Matt Harvey had a nice start last night. Six innings. Five K’s. Three walks. One earned run. His Orioles beat the Yankees.
I was texting with a reader about it, and the reader reminded me that he’s been asking me for years to look into whether players who stop dipping experience downturns in their performance. Specifically, he reminded me of Josh Hamilton’s 2012 attempt to stop dipping, which was accompanied by a slump from which he never returned to his former level of performance.
Early in his career, Harvey often had a recognizable wad of chewing tobacco in his lip. Looking through pictures now, I’m not seeing it anymore. I’m finding some with something in his lip from as recently as 2017, but in a similarly-timed photo, he’s blowing a bubble, implying it might be bubblegum and not dip. I’m not looking through every photo I can find, so it’s possible I’m missing some, and it’s similarly possible I’m missing an article about this (though I’ve been looking and I’m not finding anything), but this doesn’t cast doubt on the reader’s theory that beginning with the 2016 season, when New York banned smokeless tobacco at ballparks, Harvey stopped dipping during starts and his performance suffered as a result.

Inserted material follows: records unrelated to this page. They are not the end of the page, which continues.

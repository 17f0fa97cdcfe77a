pub mod app;
pub mod config;
pub mod error;

pub use app::App;
pub use config::{Config, LocationConfig, StorageConfig, ValidationResult, WeatherConfig};
pub use error::{AppError, ConfigError};

use anyhow::Result;

/// Initialize the core application
pub fn init() -> Result<()> {
    // Initialize tracing/logging
    tracing_subscriber::fmt()
        .with_env_filter(
            tracing_subscriber::EnvFilter::try_from_default_env()
                .unwrap_or_else(|_| tracing_subscriber::EnvFilter::new("info")),
        )
        .try_init()
        .map_err(|e| anyhow::anyhow!("Failed to initialize tracing: {}", e))?;

    tracing::info!("SkyCast core initialized");
    Ok(())
}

2016 wasn’t a bad year for Harvey. It wasn’t a great year—his ERA was up to 4.86 from 2.71 in ’15, his FIP rose to 3.47 from 3.05, and he missed half the season with shoulder surgery for thoracic outlet syndrome—but it wasn’t terrible. In 2017, things got really bad for him performance-wise: His ERA jumped to 6.70 and his FIP climbed to 6.37. Again, though, there was an injury explanation: He was sidelined for more than two months with a stress fracture on his scapula. Before that, there was the incident when he allegedly missed a game because he was hungover. He ended up on the Reds in May of 2018, and managed a fine season across his time there and with the Mets—155 innings, 4.94 ERA, 4.57 FIP—but in 2019 and 2020 his performance, his health, and the pandemic limited him to a combined 71 innings.
It’s hard to pinpoint the decline, and it’s hard to know what was injury and what was other issues. It’s hard to even know with certainty (or I’m missing a clear place where I can learn with certainty) whether Harvey quit dipping, and it’s hard to know when he quit, if he did. I suppose the best way to address this would be to look through every Getty Image of him and track, start-by-start, whether he can be seen to be dipping, not dipping, or if it’s inconclusive, and then go from there. But that sounds time-consuming, and I’m not sure I’ll find the time. The fact Major League Baseball banned dipping but grandfathered in everyone already in the league while certain cities banned it themselves makes it hard to have clear lines of when players were and weren’t dipping (it’s also tough because dip can be disguised as bubble gum, and because dip can sometimes be rather effectively hidden—intentionally or unintentionally—depending upon the contours of a player’s face). So, if a study were to be conducted on Matt Harvey, that’d be where to start. Overall, one would be better off finding accounts of players actively talking about having quit dipping, figuring out when they did it, and studying the performance trends of those specific players, but that too would be time consuming, small-sample-size-yielding, and incomplete.
Overall, I don’t think I know enough about tobacco to know whether quitting dipping could worsen someone’s performance, but I’d certainly imagine that changing the chemistry of one’s own blood and brain would have some sort of impact on one’s ability to perform on a baseball field. I’d be curious too to know if players starting dipping see an improvement or a worsening in their own performance, and whether there’s some regression to one’s true ability as one gets used to the changed chemistry. But again, I’m probably not the one to do that study well.